How to complete this task
All lines in the material below that contain "collect" should be located and copied.
(Beginning of Data section)
use std::fmt;
use std::str::FromStr;

use super::error::{ChessError, NotationError};
use super::{Board, BoardState, CastlingRights, Color, Piece, Position};

pub const START_FEN: &str = "rnbqkbnr/pppppppp/8/8/8/8/PPPPPPPP/RNBQKBNR w KQkq - 0 1";

impl BoardState {
    /// Parse a position from its six-field notation.
    ///
    /// Placement runs from rank 8 down to rank 1, files a to h. The
    /// en-passant field is validated and then ignored.
    pub fn try_from_fen(fen: &str) -> Result<Self, NotationError> {
        let parts: Vec<&str> = fen.split_whitespace().collect();
        if parts.len() != 6 {
            return Err(NotationError::WrongFieldCount { found: parts.len() });
        }

        let ranks: Vec<&str> = parts[0].split('/').collect();
        if ranks.len() != 8 {
            return Err(NotationError::WrongRankCount { found: ranks.len() });
        }

        let mut state = BoardState::empty();
        for (rank_idx, rank_str) in ranks.iter().enumerate() {
            let y = 7 - rank_idx as i8;
            let mut files = 0usize;
            for c in rank_str.chars() {
                if let Some(skip) = c.to_digit(10).filter(|d| (1..=8).contains(d)) {
                    files += skip as usize;
                } else {
                    let piece =
                        Piece::from_fen_char(c).ok_or(NotationError::InvalidPiece { char: c })?;
                    if files < 8 {
                        state.set(Position::new(files as i8, y), piece);
                    }
                    files += 1;
                }
                if files > 8 {
                    return Err(NotationError::TooManyFiles {
                        rank: rank_idx,
                        files,
                    });
                }
            }
            if files < 8 {
                return Err(NotationError::TooFewFiles {
                    rank: rank_idx,
                    files,
                });
            }
        }

        let side = match parts[1] {
            "w" => Color::White,
            "b" => Color::Black,
            other => {
                return Err(NotationError::InvalidSideToMove {
                    found: other.to_string(),
                })
            }
        };
        state.set_side_to_move(side);

        let rights = CastlingRights::from_notation(parts[2])
            .map_err(|c| NotationError::InvalidCastling { char: c })?;
        state.set_castling_rights(rights);

        if parts[3] != "-" {
            parts[3]
                .parse::<Position>()
                .map_err(|_| NotationError::InvalidEnPassant {
                    found: parts[3].to_string(),
                })?;
        }

        let halfmove_clock = parts[4].parse().map_err(|_| NotationError::InvalidClock {
            field: "half-move clock",
            found: parts[4].to_string(),
        })?;
        let fullmove_number = parts[5].parse().map_err(|_| NotationError::InvalidClock {
            field: "full-move number",
            found: parts[5].to_string(),
        })?;
        state.set_clocks(halfmove_clock, fullmove_number);

        Ok(state)
    }

    /// Parse a position from its six-field notation.
    ///
    /// # Panics
    /// Panics if the notation is invalid. Use `try_from_fen` for fallible parsing.
    #[must_use]
    pub fn from_fen(fen: &str) -> Self {
        Self::try_from_fen(fen).expect("Invalid position notation")
    }

    /// Serialize to the six-field notation. The en-passant field is always `-`.
    #[must_use]
    pub fn to_fen(&self) -> String {
        let mut rows: Vec<String> = Vec::with_capacity(8);
        for y in (0..8).rev() {
            let mut row = String::new();
            let mut empty = 0;
            for x in 0..8 {
                match self.get(Position::new(x, y)).to_fen_char() {
                    Some(c) => {
                        if empty > 0 {
                            row.push_str(&empty.to_string());
                            empty = 0;
                        }
                        row.push(c);
                    }
                    None => empty += 1,
                }
            }
            if empty > 0 {
                row.push_str(&empty.to_string());
            }
            rows.push(row);
        }

        let active = match self.side_to_move {
            Color::White => "w",
            Color::Black => "b",
        };

        format!(
            "{} {} {} - {} {}",
            rows.join("/"),
            active,
            self.castling,
            self.halfmove_clock,
            self.fullmove_number
        )
    }
}

impl FromStr for BoardState {
    type Err = NotationError;

    fn from_str(s: &str) -> Result<Self, Self::Err> {
        BoardState::try_from_fen(s)
    }
}

impl fmt::Display for BoardState {
    fn fmt(&self, f: &mut fmt::Formatter<'_>) -> fmt::Result {
        f.write_str(&self.to_fen())
    }
}

impl Board {
    pub fn try_from_fen(fen: &str) -> Result<Self, ChessError> {
        Ok(Board::from_state(BoardState::try_from_fen(fen)?))
    }

    /// # Panics
    /// Panics if the notation is invalid.
    #[must_use]
    pub fn from_fen(fen: &str) -> Self {
        Board::from_state(BoardState::from_fen(fen))
    }

    #[must_use]
    pub fn to_fen(&self) -> String {
        self.state.to_fen()
    }
}

/// Parse a notation string into a board with empty history.
pub fn parse_position(fen: &str) -> Result<Board, ChessError> {
    Board::try_from_fen(fen)
}

/// Serialize the board's current position.
#[must_use]
pub fn serialize(board: &Board) -> String {
    board.to_fen()
}
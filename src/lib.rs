pub mod board;
pub mod cache;
pub mod engine;
pub mod sync;
mod zobrist;

pub use board::{Board, BoardState, ChessError, Color, Move, Piece, PieceKind, Position};
pub use cache::QueryCache;
pub use engine::{EngineConfig, GameSession};
//! Cancellation for long searches.

use std::sync::atomic::{AtomicBool, Ordering};
use std::sync::Arc;

/// A thread-safe stop flag checked while a search tree is being built.
///
/// Clones share the same flag, so one clone can be handed to the search and
/// another kept by whoever wants to cancel it.
#[derive(Clone, Debug)]
pub struct StopFlag(Arc<AtomicBool>);

impl StopFlag {
    #[must_use]
    pub fn new() -> Self {
        StopFlag(Arc::new(AtomicBool::new(false)))
    }

    /// A flag that is already raised.
    #[must_use]
    pub fn stopped() -> Self {
        StopFlag(Arc::new(AtomicBool::new(true)))
    }

    #[inline]
    #[must_use]
    pub fn is_stopped(&self) -> bool {
        self.0.load(Ordering::Relaxed)
    }

    #[inline]
    pub fn stop(&self) {
        self.0.store(true, Ordering::Relaxed);
    }

    #[inline]
    pub fn reset(&self) {
        self.0.store(false, Ordering::Relaxed);
    }
}

impl Default for StopFlag {
    fn default() -> Self {
        Self::new()
    }
}

impl From<Arc<AtomicBool>> for StopFlag {
    fn from(arc: Arc<AtomicBool>) -> Self {
        StopFlag(arc)
    }
}
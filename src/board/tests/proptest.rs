//! Property-based tests using proptest.

use crate::board::{Board, BoardState, Color, EvalOptions, Evaluator, Move};
use crate::cache::QueryCache;
use proptest::prelude::*;
use rand::prelude::*;

/// Strategy to generate a random playout length
fn move_count_strategy() -> impl Strategy<Value = usize> {
    1..=24usize
}

/// Strategy to generate a random seed for move selection
fn seed_strategy() -> impl Strategy<Value = u64> {
    any::<u64>()
}

/// Play up to `num_moves` random legal moves; returns how many were played.
fn random_playout(board: &mut Board, rng: &mut StdRng, num_moves: usize) -> usize {
    let mut played = 0;
    for _ in 0..num_moves {
        let side = board.side_to_move();
        let moves = board.legal_moves_for(side, None).unwrap();
        let Some(&mv) = moves.choose(rng) else {
            break;
        };
        board.apply(mv).unwrap();
        played += 1;
    }
    played
}

proptest! {
    /// Property: apply followed by undo restores the board exactly
    #[test]
    fn prop_apply_undo_restores_state(seed in seed_strategy(), num_moves in move_count_strategy()) {
        let mut board = Board::new();
        let mut rng = StdRng::seed_from_u64(seed);
        let initial = board.state().clone();

        let played = random_playout(&mut board, &mut rng, num_moves);
        for _ in 0..played {
            board.undo().unwrap();
        }

        prop_assert_eq!(board.state(), &initial);
        prop_assert_eq!(board.history_len(), 0);
    }

    /// Property: the incremental signature always equals a full recomputation
    #[test]
    fn prop_signature_consistency(seed in seed_strategy(), num_moves in move_count_strategy()) {
        let mut board = Board::new();
        let mut rng = StdRng::seed_from_u64(seed);

        for _ in 0..num_moves {
            if random_playout(&mut board, &mut rng, 1) == 0 {
                break;
            }
            prop_assert_eq!(board.signature(), board.state().calculate_signature());
        }
    }

    /// Property: notation round-trip preserves the position
    #[test]
    fn prop_fen_roundtrip(seed in seed_strategy(), num_moves in move_count_strategy()) {
        let mut board = Board::new();
        let mut rng = StdRng::seed_from_u64(seed);
        random_playout(&mut board, &mut rng, num_moves);

        let fen = board.to_fen();
        let parsed = BoardState::try_from_fen(&fen).unwrap();
        prop_assert_eq!(&parsed, board.state());
        prop_assert_eq!(parsed.to_fen(), fen);
    }

    /// Property: no legal move leaves the mover's king attacked
    #[test]
    fn prop_legal_moves_keep_king_safe(seed in seed_strategy(), num_moves in move_count_strategy()) {
        let mut board = Board::new();
        let mut rng = StdRng::seed_from_u64(seed);
        random_playout(&mut board, &mut rng, num_moves);

        let side = board.side_to_move();
        for mv in board.legal_moves_for(side, None).unwrap() {
            board.apply(mv).unwrap();
            let exposed = board.is_king_in_check(side).unwrap();
            board.undo().unwrap();
            prop_assert!(!exposed, "{} leaves the {} king attacked", mv, side);
        }
    }

    /// Property: every legal move is a pseudo-legal move
    #[test]
    fn prop_legal_subset_of_pseudo(seed in seed_strategy(), num_moves in move_count_strategy()) {
        let mut board = Board::new();
        let mut rng = StdRng::seed_from_u64(seed);
        random_playout(&mut board, &mut rng, num_moves);

        let side = board.side_to_move();
        let pseudo: Vec<Move> = board.state().pseudo_moves_for(side).unwrap();
        for mv in board.legal_moves_for(side, None).unwrap() {
            prop_assert!(pseudo.contains(&mv));
        }
    }

    /// Property: cached queries agree with uncached ones
    #[test]
    fn prop_cache_transparent(seed in seed_strategy(), num_moves in move_count_strategy()) {
        let cache = QueryCache::new(256);
        let mut board = Board::new();
        let mut rng = StdRng::seed_from_u64(seed);
        random_playout(&mut board, &mut rng, num_moves);

        for color in Color::BOTH {
            let plain = board.legal_moves_for(color, None).unwrap();
            let cached = board.legal_moves_for(color, Some(&cache)).unwrap();
            prop_assert_eq!(plain, cached);
        }
    }

    /// Property: mirroring the position negates the evaluation
    #[test]
    fn prop_eval_mirror_symmetry(seed in seed_strategy(), num_moves in move_count_strategy()) {
        let mut board = Board::new();
        let mut rng = StdRng::seed_from_u64(seed);
        random_playout(&mut board, &mut rng, num_moves);

        let eval = Evaluator::new(EvalOptions::default());
        let score = eval.evaluate(board.state(), None).unwrap();
        let mirrored = eval.evaluate(&board.state().mirrored(), None).unwrap();
        prop_assert_eq!(score, -mirrored);
    }
}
(End of Data section)
Written response
        let parts: Vec<&str> = fen.split_whitespace().collect();
        let ranks: Vec<&str> = parts[0].split('/').collect();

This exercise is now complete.